Chapitre 10 - Pas de compromis (2)
À quelques pas d'ici, l'homme bleu s'était affalé sur une mauvaise paille dans le coin d'une maison et tentait de reprendre son souffle. Non chez des connaissances : désir d'indépendance ! Haletant irrégulièrement et laissant s'échapper du fond de sa gorge de grands râles.
La paille s'empourprait de son sang. Ses vêtements se tâchaient de rouge. Il s'était mis à frissonner, transi de froid dans cette atmosphère saharienne. Et la fièvre ruisselait sur son front. La mine pâle et fatiguée.
Il eut beau chercher tout le courage possible, il n'en trouva point assez pour se redresser et terminer sa mission.
La nuit passa et le lendemain. Deux jours. La faim commençait une fois de plus à le tirailler mais...
- J'ai survécu au Tanezrouft, pourquoi mourrais-je ici ? La peste soit de ce corps inutile et niais !
Mais la faim se faisant trop forte, il parvint au prix de grands efforts à sortir de son trou et se traina jusqu'au Souk. Ici, pas de principes, il vola de quoi se sustenter et revint dans sa cachette. Il reprit vite des forces, n'était-il pas robuste ? Et se résolut, malgré sa grande faiblesse, à poursuivre son plan.
Il vint d'abord chez El Touati et ce-dernier l'accueillit avec surprise et effroi :
- Vous ? Que... Êtes-vous souffrant ? Je vous vois tout fiévreux... Et dans un sale état !
- J'ai eu des soucis.
- Vous, des soucis ! Et pourtant... Ce ne doit pas être terminé : des affiches dans toute la ville qui annoncent que vous et Grandfort êtes dégradés.
L'homme bleu leva un visage blême et douloureux vers son ami. Cette annonce le surprenait, bien qu'il s'y soit attendu, et le blessait profondément dans son estime. Il s'affala sur le premier sofa venu, le dos courbé, la tête entre ses mains.
- Est-ce que ça va ? Vous êtes l'homme bleu... Vous...
- Oui, ça va. Oublions cela et... Oh mais qu'est-ce que je fais ? Qu'est-ce que je fais ! Oublions... Oublions. El Touati, j'aurais besoin que vous portiez un message à Abalessa. Le pourriez-vous ?
- Certainement.
- Merci. Tenez, prenez-le. Non... Je rajoute une phrase.
Il griffona hâtivement deux mots avant de tendre le papier.
- Et... Est-ce tout ?
- Non. Je voudrais un sarouel noir et un vieux burnou brun, auriez-vous cela dans vos affaires ?

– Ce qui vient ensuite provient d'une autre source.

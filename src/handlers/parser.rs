//! Syntax-only extraction of Go constructor signatures.
//!
//! Types are rebuilt as text from a bounded grammar: identifiers, pointers,
//! selectors (`pkg.Type`), slices and arrays, maps, `interface{...}`,
//! generic instantiations with one or more arguments, and variadic `...T`.
//! Anything else (function types, channels, inline structs) is kept as the raw
//! token text of the parameter. No type checking or import resolution happens.

use super::lexer::{tokenize, Token};

/// One constructor parameter.
#[derive(Debug, Clone, PartialEq, Eq)]
pub struct Param {
    /// Declared name, or `argN` for unnamed parameters
    pub name: String,
    pub type_expr: String,
}

#[derive(Debug, Clone, PartialEq, Eq)]
pub struct Constructor {
    pub name: String,
    pub params: Vec<Param>,
}

/// Find the top-level function `name` in `source` and extract its parameters.
///
/// Methods (functions with a receiver) never match. Returns `None` when no
/// such function exists.
pub fn parse_constructor(source: &str, name: &str) -> Option<Constructor> {
    let tokens = tokenize(source);
    let mut depth = 0usize;
    let mut i = 0;
    while i < tokens.len() {
        match &tokens[i] {
            Token::Punct('{') => depth += 1,
            Token::Punct('}') => depth = depth.saturating_sub(1),
            tok if depth == 0 && tok.is_ident("func") => {
                if tokens.get(i + 1).is_some_and(|t| t.is_ident(name)) {
                    let mut pos = i + 2;
                    if tokens.get(pos).is_some_and(|t| t.is_punct('[')) {
                        pos = matching(&tokens, pos)? + 1;
                    }
                    if tokens.get(pos).is_some_and(|t| t.is_punct('(')) {
                        let close = matching(&tokens, pos)?;
                        return Some(Constructor {
                            name: name.to_string(),
                            params: parse_params(&tokens[pos + 1..close]),
                        });
                    }
                }
            }
            _ => {}
        }
        i += 1;
    }
    None
}

fn opener_closer(tok: &Token) -> Option<(char, char)> {
    match tok {
        Token::Punct('(') => Some(('(', ')')),
        Token::Punct('[') => Some(('[', ']')),
        Token::Punct('{') => Some(('{', '}')),
        _ => None,
    }
}

/// Index of the bracket closing the one at `open`.
fn matching(tokens: &[Token], open: usize) -> Option<usize> {
    let (o, c) = opener_closer(tokens.get(open)?)?;
    let mut depth = 0usize;
    for (idx, tok) in tokens.iter().enumerate().skip(open) {
        if tok.is_punct(o) {
            depth += 1;
        } else if tok.is_punct(c) {
            depth -= 1;
            if depth == 0 {
                return Some(idx);
            }
        }
    }
    None
}

/// Split on commas that are not nested inside brackets.
fn split_top_level(tokens: &[Token]) -> Vec<&[Token]> {
    let mut groups = Vec::new();
    let mut depth = 0i32;
    let mut start = 0;
    for (idx, tok) in tokens.iter().enumerate() {
        match tok {
            Token::Punct('(' | '[' | '{') => depth += 1,
            Token::Punct(')' | ']' | '}') => depth -= 1,
            Token::Punct(',') if depth == 0 => {
                groups.push(&tokens[start..idx]);
                start = idx + 1;
            }
            _ => {}
        }
    }
    if start < tokens.len() {
        groups.push(&tokens[start..]);
    }
    groups.retain(|g| !g.is_empty());
    groups
}

const TYPE_KEYWORDS: [&str; 5] = ["func", "chan", "struct", "map", "interface"];

/// Parse a parameter list body (between the parentheses).
///
/// Go either names every parameter or none. A list is named when some group
/// starts with a plain identifier but does not read as a type on its own.
fn parse_params(tokens: &[Token]) -> Vec<Param> {
    let groups = split_top_level(tokens);
    let named = groups.iter().any(|g| {
        matches!(g.first(), Some(Token::Ident(first)) if !TYPE_KEYWORDS.contains(&first.as_str()))
            && g.len() > 1
            && parse_full_type(g).is_none()
    });

    if !named {
        return groups
            .iter()
            .enumerate()
            .map(|(idx, g)| Param {
                name: format!("arg{idx}"),
                type_expr: parse_full_type(g).unwrap_or_else(|| render_raw(g)),
            })
            .collect();
    }

    let mut params = Vec::new();
    let mut pending: Vec<String> = Vec::new();
    for group in groups {
        match group {
            [Token::Ident(name)] => pending.push(name.clone()),
            [Token::Ident(name), rest @ ..] => {
                let type_expr = parse_full_type(rest).unwrap_or_else(|| render_raw(rest));
                for earlier in pending.drain(..) {
                    params.push(Param {
                        name: earlier,
                        type_expr: type_expr.clone(),
                    });
                }
                params.push(Param {
                    name: name.clone(),
                    type_expr,
                });
            }
            other => params.push(Param {
                name: format!("arg{}", params.len() + pending.len()),
                type_expr: render_raw(other),
            }),
        }
    }
    // trailing names without a type: best effort, keep them untyped
    params.extend(pending.into_iter().map(|name| Param {
        name,
        type_expr: String::new(),
    }));
    params
}

/// Parse `tokens` as exactly one type expression.
fn parse_full_type(tokens: &[Token]) -> Option<String> {
    let mut parser = TypeParser { tokens, pos: 0 };
    let ty = parser.parse_type()?;
    (parser.pos == tokens.len()).then_some(ty)
}

struct TypeParser<'t> {
    tokens: &'t [Token],
    pos: usize,
}

impl<'t> TypeParser<'t> {
    fn peek(&self) -> Option<&'t Token> {
        self.tokens.get(self.pos)
    }

    fn eat_punct(&mut self, c: char) -> bool {
        if self.peek().is_some_and(|t| t.is_punct(c)) {
            self.pos += 1;
            true
        } else {
            false
        }
    }

    fn ident(&mut self) -> Option<String> {
        match self.peek()? {
            Token::Ident(s) => {
                let s = s.clone();
                self.pos += 1;
                Some(s)
            }
            _ => None,
        }
    }

    fn parse_type(&mut self) -> Option<String> {
        match self.peek()? {
            Token::Ellipsis => {
                self.pos += 1;
                Some(format!("...{}", self.parse_type()?))
            }
            Token::Punct('*') => {
                self.pos += 1;
                Some(format!("*{}", self.parse_type()?))
            }
            Token::Punct('(') => {
                self.pos += 1;
                let inner = self.parse_type()?;
                self.eat_punct(')').then_some(inner)
            }
            Token::Punct('[') => {
                self.pos += 1;
                let len = match self.peek()? {
                    Token::Punct(']') => String::new(),
                    Token::Literal(n) => {
                        let n = n.clone();
                        self.pos += 1;
                        n
                    }
                    Token::Ellipsis => {
                        self.pos += 1;
                        "...".to_string()
                    }
                    _ => return None,
                };
                if !self.eat_punct(']') {
                    return None;
                }
                Some(format!("[{len}]{}", self.parse_type()?))
            }
            Token::Ident(kw) if kw == "map" => {
                self.pos += 1;
                if !self.eat_punct('[') {
                    return None;
                }
                let key = self.parse_type()?;
                if !self.eat_punct(']') {
                    return None;
                }
                Some(format!("map[{key}]{}", self.parse_type()?))
            }
            Token::Ident(kw) if kw == "interface" => {
                self.pos += 1;
                let body = self.braced_body()?;
                Some(if body.is_empty() {
                    "interface{}".to_string()
                } else {
                    format!("interface{{ {body} }}")
                })
            }
            Token::Ident(kw) if kw == "func" || kw == "chan" || kw == "struct" => None,
            Token::Ident(_) => self.named_type(),
            _ => None,
        }
    }

    /// `Name`, `pkg.Name`, optionally instantiated: `Name[A, B]`.
    fn named_type(&mut self) -> Option<String> {
        let mut name = self.ident()?;
        if self.eat_punct('.') {
            name = format!("{name}.{}", self.ident()?);
        }
        if self.eat_punct('[') {
            let mut args = vec![self.parse_type()?];
            while self.eat_punct(',') {
                args.push(self.parse_type()?);
            }
            if !self.eat_punct(']') {
                return None;
            }
            name = format!("{name}[{}]", args.join(", "));
        }
        Some(name)
    }

    /// Raw text between a `{` and its `}`, consuming both.
    fn braced_body(&mut self) -> Option<String> {
        if !self.peek().is_some_and(|t| t.is_punct('{')) {
            return None;
        }
        let close = matching(self.tokens, self.pos)?;
        let body = render_raw(&self.tokens[self.pos + 1..close]);
        self.pos = close + 1;
        Some(body)
    }
}

/// Render tokens back to text, spacing words apart and after `)`.
fn render_raw(tokens: &[Token]) -> String {
    let mut out = String::new();
    let mut space_before_word = false;
    for tok in tokens {
        let word = matches!(tok, Token::Ident(_) | Token::Literal(_));
        if word && space_before_word {
            out.push(' ');
        }
        out.push_str(&tok.text());
        if tok.is_punct(',') || tok.is_punct(';') {
            out.push(' ');
        }
        space_before_word = word || tok.is_punct(')');
    }
    out.trim_end().to_string()
}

- Ça doit se trouver. Et.. C'est tout ?
- Oui.
Le ton était las et fatigué. L'homme bleu pinça ses lèvres sèches avant de lever un regard trop clair vers son ami :
- Merci. Maintenant, j'y vais.
Pourvu de ses habits, il put rejoindre sa fange et se changer.
El Touati, quant à lui, grimpait à dos de mehari et passait les portes de Tamanssaret. Il trotta rapidement jusqu'au lieu donné et y trouva Tarana et Grandfort.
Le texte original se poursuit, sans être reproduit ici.